■ **Task item**
Only part of the listing is needed, namely the lines from its start through the line with "use time::OffsetDateTime;", and they should be retyped exactly.

■ **Dataset extract**
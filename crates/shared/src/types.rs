//! Chat domain types shared across HelpMate
//!
//! Wire representation is camelCase JSON with RFC 3339 timestamps, matching
//! what the ticketing backend pushes over the realtime channel and returns
//! from the history endpoint.

use std::fmt;

use serde::{Deserialize, Serialize};
use time::OffsetDateTime;

// =============================================================================
// ID Wrappers
// =============================================================================

/// Prefix for client-generated placeholder message ids
pub const TEMP_ID_PREFIX: &str = "temp-";

/// Ticket ID wrapper
#[derive(Debug, Clone, PartialEq, Eq, Hash, PartialOrd, Ord, Serialize, Deserialize)]
#[serde(transparent)]
pub struct TicketId(pub String);

impl From<&str> for TicketId {
    fn from(id: &str) -> Self {
        Self(id.to_string())
    }
}

impl fmt::Display for TicketId {
    fn fmt(&self, f: &mut fmt::Formatter<'_>) -> fmt::Result {
        f.write_str(&self.0)
    }
}

/// User ID wrapper
#[derive(Debug, Clone, PartialEq, Eq, Hash, PartialOrd, Ord, Serialize, Deserialize)]
#[serde(transparent)]
pub struct UserId(pub String);

impl From<&str> for UserId {
    fn from(id: &str) -> Self {
        Self(id.to_string())
    }
}

impl fmt::Display for UserId {
    fn fmt(&self, f: &mut fmt::Formatter<'_>) -> fmt::Result {
        f.write_str(&self.0)
    }
}

/// Correlation id threaded through `send-message` and echoed back in
/// `message-sent`
#[derive(Debug, Clone, Copy, PartialEq, Eq, Hash, PartialOrd, Ord, Serialize, Deserialize)]
#[serde(transparent)]
pub struct TempId(pub u64);

impl fmt::Display for TempId {
    fn fmt(&self, f: &mut fmt::Formatter<'_>) -> fmt::Result {
        write!(f, "{}", self.0)
    }
}

/// Message ID wrapper
///
/// Either a server-assigned id or a synthetic `temp-<tempId>` placeholder.
#[derive(Debug, Clone, PartialEq, Eq, Hash, PartialOrd, Ord, Serialize, Deserialize)]
#[serde(transparent)]
pub struct MessageId(pub String);

impl MessageId {
    /// Placeholder id for an optimistic send
    pub fn temporary(temp_id: TempId) -> Self {
        Self(format!("{}{}", TEMP_ID_PREFIX, temp_id.0))
    }

    pub fn is_temporary(&self) -> bool {
        self.0.starts_with(TEMP_ID_PREFIX)
    }

    pub fn as_str(&self) -> &str {
        &self.0
    }
}

impl From<&str> for MessageId {
    fn from(id: &str) -> Self {
        Self(id.to_string())
    }
}

impl fmt::Display for MessageId {
    fn fmt(&self, f: &mut fmt::Formatter<'_>) -> fmt::Result {
        f.write_str(&self.0)
    }
}

// =============================================================================
// Users
// =============================================================================

/// Role of a ticketing participant
#[derive(Debug, Clone, Copy, PartialEq, Eq, Hash, Serialize, Deserialize)]
#[serde(rename_all = "SCREAMING_SNAKE_CASE")]
pub enum UserRole {
    #[serde(alias = "client")]
    Client,
    #[serde(alias = "operator")]
    Operator,
    #[serde(alias = "specialist")]
    Specialist,
    #[serde(alias = "manager")]
    Manager,
}

impl UserRole {
    /// Ticket owners never see internal notes
    pub fn can_see_internal(&self) -> bool {
        !matches!(self, UserRole::Client)
    }
}

/// Display snapshot of a message author
#[derive(Debug, Clone, PartialEq, Eq, Serialize, Deserialize)]
#[serde(rename_all = "camelCase")]
pub struct Author {
    pub id: UserId,
    pub first_name: String,
    pub last_name: String,
    #[serde(default, skip_serializing_if = "Option::is_none")]
    pub avatar: Option<String>,
    pub role: UserRole,
}

impl Author {
    pub fn display_name(&self) -> String {
        if self.last_name.is_empty() {
            self.first_name.clone()
        } else {
            format!("{} {}", self.first_name, self.last_name)
        }
    }
}

// =============================================================================
// Messages
// =============================================================================

/// File reference attached to a message
#[derive(Debug, Clone, PartialEq, Eq, Serialize, Deserialize)]
#[serde(rename_all = "camelCase")]
pub struct Attachment {
    pub id: String,
    pub file_name: String,
    pub file_size: u64,
    pub mime_type: String,
    pub url: String,
}

/// One chat utterance in a ticket conversation
#[derive(Debug, Clone, PartialEq, Eq, Serialize, Deserialize)]
#[serde(rename_all = "camelCase")]
pub struct Message {
    pub id: MessageId,
    pub ticket_id: TicketId,
    pub author_id: UserId,
    pub author: Author,
    pub content: String,
    #[serde(default)]
    pub is_internal: bool,
    #[serde(with = "time::serde::rfc3339")]
    pub created_at: OffsetDateTime,
    #[serde(default, with = "time::serde::rfc3339::option")]
    pub read_at: Option<OffsetDateTime>,
    #[serde(default)]
    pub attachments: Vec<Attachment>,
}

impl Message {
    /// Build the locally visible placeholder for a send that has not been
    /// confirmed yet
    pub fn optimistic(
        temp_id: TempId,
        ticket_id: TicketId,
        author: &Author,
        content: String,
        created_at: OffsetDateTime,
    ) -> Self {
        Self {
            id: MessageId::temporary(temp_id),
            ticket_id,
            author_id: author.id.clone(),
            author: author.clone(),
            content,
            is_internal: false,
            created_at,
            read_at: None,
            attachments: Vec::new(),
        }
    }

    pub fn is_pending(&self) -> bool {
        self.id.is_temporary()
    }

    pub fn is_read(&self) -> bool {
        self.read_at.is_some()
    }
}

■ **Output for this task**
filename crates/shared/src/types.rs
//! Chat domain types shared across HelpMate
//!
//! Wire representation is camelCase JSON with RFC 3339 timestamps, matching
//! what the ticketing backend pushes over the realtime channel and returns
//! from the history endpoint.

use std::fmt;

use serde::{Deserialize, Serialize};
use time::OffsetDateTime;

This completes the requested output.